┌─ DATA PROVIDED

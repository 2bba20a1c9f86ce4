use config::builder::DefaultState;
use config::{Config, ConfigBuilder, ConfigError, Environment, File, Map, Source};
use std::collections::HashMap;
use std::fmt::{Display, Formatter};

/// Top-level server configuration, loaded from a YAML file plus `HOARD_*`
/// environment overrides.
#[derive(Clone, Debug, serde::Deserialize, PartialEq)]
pub struct ServerConfig {
    pub bind: String,
    /// Base directory for blob and meta storage.
    pub backend: String,

    pub gc: GcConfig,

    /// Optional HTML template served on errors; `{{path}}` and `{{error}}`
    /// are substituted.
    pub page: Option<String>,

    /// Accepted for forward compatibility; metrics endpoints are provided by
    /// an external collaborator.
    pub monitor: Option<MonitorConfig>,

    /// Named rulesets that targets can pull in via `rules_include`.
    #[serde(default)]
    pub rules: HashMap<String, RuleSetConfig>,

    #[serde(default)]
    pub caches: HashMap<String, CacheConfig>,
}

#[derive(Clone, Debug, serde::Deserialize, PartialEq)]
pub struct GcConfig {
    /// Interval of the per-target meta sweep.
    pub meta: String,
    /// Interval of the shared blob sweep.
    pub blob: String,
}

#[derive(Clone, Debug, serde::Deserialize, PartialEq)]
pub struct MonitorConfig {
    pub bind: String,
    #[serde(default = "default_monitor_path")]
    pub path: String,
}

fn default_monitor_path() -> String {
    "/metrics".to_string()
}

#[derive(Clone, Debug, serde::Deserialize, PartialEq)]
pub struct RuleSetConfig {
    pub rules: Vec<RuleConfig>,
}

#[derive(Clone, Debug, serde::Deserialize, PartialEq)]
pub struct RuleConfig {
    pub regex: String,
    #[serde(default = "zero_duration")]
    pub ttl: String,
    #[serde(default = "zero_duration")]
    pub refresh: String,
}

fn zero_duration() -> String {
    "0".to_string()
}

#[derive(Clone, Debug, serde::Deserialize, PartialEq)]
pub struct CacheConfig {
    /// Origin base URLs, tried in order.
    pub urls: Vec<String>,
    #[serde(default)]
    pub rules_include: Vec<String>,
    #[serde(default)]
    pub rules: Vec<RuleConfig>,
    #[serde(default)]
    pub replaces: Vec<ReplaceConfig>,
    pub transport: Option<TransportConfig>,
}

#[derive(Clone, Debug, serde::Deserialize, PartialEq)]
pub struct ReplaceConfig {
    pub regex: String,
    pub old: String,
    pub new: String,
}

#[derive(Clone, Debug, Default, serde::Deserialize, PartialEq)]
pub struct TransportConfig {
    pub proxy: Option<String>,
    pub ua: Option<String>,
    pub timeout: Option<String>,
    #[serde(default)]
    pub headers: HashMap<String, String>,
}

impl ServerConfig {
    pub fn load(path: &str) -> Result<Self, LoadConfigError> {
        ConfigLoader::new().add_default_sources(path).load()
    }
}

#[derive(Debug)]
pub enum LoadConfigError {
    ConfigError(ConfigError),
}

impl Display for LoadConfigError {
    fn fmt(&self, f: &mut Formatter<'_>) -> std::fmt::Result {
        match self {
            LoadConfigError::ConfigError(err) => write!(f, "configuration error: {err}"),
        }
    }
}

impl From<ConfigError> for LoadConfigError {
    fn from(err: ConfigError) -> Self {
        LoadConfigError::ConfigError(err)
    }
}

impl std::error::Error for LoadConfigError {}

struct ConfigLoader(ConfigBuilder<DefaultState>);

impl ConfigLoader {
    pub fn new() -> Self {
        ConfigLoader(Config::builder())
    }

    pub fn add_default_sources(self, path: &str) -> Self {
        self.add_file_source(File::with_name(path))
            .add_environment_source(None)
    }

    pub fn add_file_source<T, F>(mut self, file: File<T, F>) -> Self
    where
        File<T, F>: Source + Send + Sync + 'static,
    {
        self.0 = self.0.add_source(file);
        self
    }

    pub fn add_environment_source(mut self, source: Option<Map<String, String>>) -> Self {
        self.0 = self.0.add_source(
            Environment::with_prefix("HOARD")
                .separator("__")
                .prefix_separator("_")
                .try_parsing(true)
                .source(source),
        );
        self
    }

    pub fn load(self) -> Result<ServerConfig, LoadConfigError> {
        self.0
            .set_default("bind", "0.0.0.0:8080".to_string())?
            .set_default("gc.meta", "10s".to_string())?
            .set_default("gc.blob", "24h".to_string())?
            .build()?
            .try_deserialize()
            .map_err(LoadConfigError::from)
    }
}

#[cfg(test)]
mod tests {
    use super::*;
    use config::FileFormat;

    fn load_yaml(content: &str) -> Result<ServerConfig, LoadConfigError> {
        ConfigLoader::new()
            .add_file_source(File::from_str(content, FileFormat::Yaml))
            .load()
    }

    #[test]
    fn test_minimal_configuration_gets_defaults() {
        let parsed = load_yaml("backend: /var/lib/hoard\n").unwrap();
        assert_eq!(parsed.bind, "0.0.0.0:8080");
        assert_eq!(parsed.backend, "/var/lib/hoard");
        assert_eq!(parsed.gc.meta, "10s");
        assert_eq!(parsed.gc.blob, "24h");
        assert!(parsed.page.is_none());
        assert!(parsed.caches.is_empty());
    }

    #[test]
    fn test_missing_backend_is_an_error() {
        assert!(load_yaml("bind: 127.0.0.1:8080\n").is_err());
    }

    #[test]
    fn test_parses_full_configuration() {
        let parsed = load_yaml(
            r#"
bind: 127.0.0.1:8080
backend: /srv/hoard
gc:
  meta: 30s
  blob: 12h
page: error.html
monitor:
  bind: 127.0.0.1:9090
rules:
  archives:
    rules:
      - regex: '\.tar\.gz$'
        ttl: 0
caches:
  debian:
    urls:
      - https://deb.debian.org/debian
      - https://ftp.de.debian.org/debian
    rules_include: [archives]
    rules:
      - regex: '.*'
        ttl: 2h
        refresh: 1h
    replaces:
      - regex: '\.list$'
        old: http://deb.debian.org
        new: http://mirror.internal
    transport:
      ua: hoard/1.0
      timeout: 5s
      headers:
        X-Mirror-Token: secret
"#,
        )
        .unwrap();

        assert_eq!(parsed.bind, "127.0.0.1:8080");
        assert_eq!(parsed.gc.meta, "30s");
        assert_eq!(parsed.page.as_deref(), Some("error.html"));
        assert_eq!(
            parsed.monitor,
            Some(MonitorConfig {
                bind: "127.0.0.1:9090".to_string(),
                path: "/metrics".to_string(),
            })
        );

        let ruleset = &parsed.rules["archives"];
        assert_eq!(ruleset.rules[0].regex, r"\.tar\.gz$");
        assert_eq!(ruleset.rules[0].refresh, "0");

        let debian = &parsed.caches["debian"];
        assert_eq!(debian.urls.len(), 2);
        assert_eq!(debian.rules_include, vec!["archives".to_string()]);
        assert_eq!(debian.rules[0].ttl, "2h");
        assert_eq!(debian.replaces[0].new, "http://mirror.internal");
        let transport = debian.transport.as_ref().unwrap();
        assert_eq!(transport.ua.as_deref(), Some("hoard/1.0"));
        assert_eq!(
            transport.headers.get("X-Mirror-Token").map(String::as_str),
            Some("secret")
        );
    }

    #[test]
    fn test_environment_variables_override() {
        let env = Map::from([
            ("HOARD_BIND".to_string(), "[::1]:9999".to_string()),
            ("HOARD_BACKEND".to_string(), "/tmp/hoard".to_string()),
            ("HOARD_GC__META".to_string(), "1m".to_string()),
        ]);
        let parsed = ConfigLoader::new()
            .add_environment_source(Some(env))
            .load()
            .unwrap();
        assert_eq!(parsed.bind, "[::1]:9999");
        assert_eq!(parsed.backend, "/tmp/hoard");
        assert_eq!(parsed.gc.meta, "1m");
    }
}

└─

### ASSIGNMENT
Return exactly, please, the lines of the material from the first one down to and including the line where "pub struct CacheConfig" appears.

### ANSWER SPACE
repository 2bba20a1c9f86ce4
use config::builder::DefaultState;
use config::{Config, ConfigBuilder, ConfigError, Environment, File, Map, Source};
use std::collections::HashMap;
use std::fmt::{Display, Formatter};

/// Top-level server configuration, loaded from a YAML file plus `HOARD_*`
/// environment overrides.
#[derive(Clone, Debug, serde::Deserialize, PartialEq)]
pub struct ServerConfig {
    pub bind: String,
    /// Base directory for blob and meta storage.
    pub backend: String,

    pub gc: GcConfig,

    /// Optional HTML template served on errors; `{{path}}` and `{{error}}`
    /// are substituted.
    pub page: Option<String>,

    /// Accepted for forward compatibility; metrics endpoints are provided by
    /// an external collaborator.
    pub monitor: Option<MonitorConfig>,

    /// Named rulesets that targets can pull in via `rules_include`.
    #[serde(default)]
    pub rules: HashMap<String, RuleSetConfig>,

    #[serde(default)]
    pub caches: HashMap<String, CacheConfig>,
}

#[derive(Clone, Debug, serde::Deserialize, PartialEq)]
pub struct GcConfig {
    /// Interval of the per-target meta sweep.
    pub meta: String,
    /// Interval of the shared blob sweep.
    pub blob: String,
}

#[derive(Clone, Debug, serde::Deserialize, PartialEq)]
pub struct MonitorConfig {
    pub bind: String,
    #[serde(default = "default_monitor_path")]
    pub path: String,
}

fn default_monitor_path() -> String {
    "/metrics".to_string()
}

#[derive(Clone, Debug, serde::Deserialize, PartialEq)]
pub struct RuleSetConfig {
    pub rules: Vec<RuleConfig>,
}

#[derive(Clone, Debug, serde::Deserialize, PartialEq)]
pub struct RuleConfig {
    pub regex: String,
    #[serde(default = "zero_duration")]
    pub ttl: String,
    #[serde(default = "zero_duration")]
    pub refresh: String,
}

fn zero_duration() -> String {
    "0".to_string()
}

#[derive(Clone, Debug, serde::Deserialize, PartialEq)]
pub struct CacheConfig {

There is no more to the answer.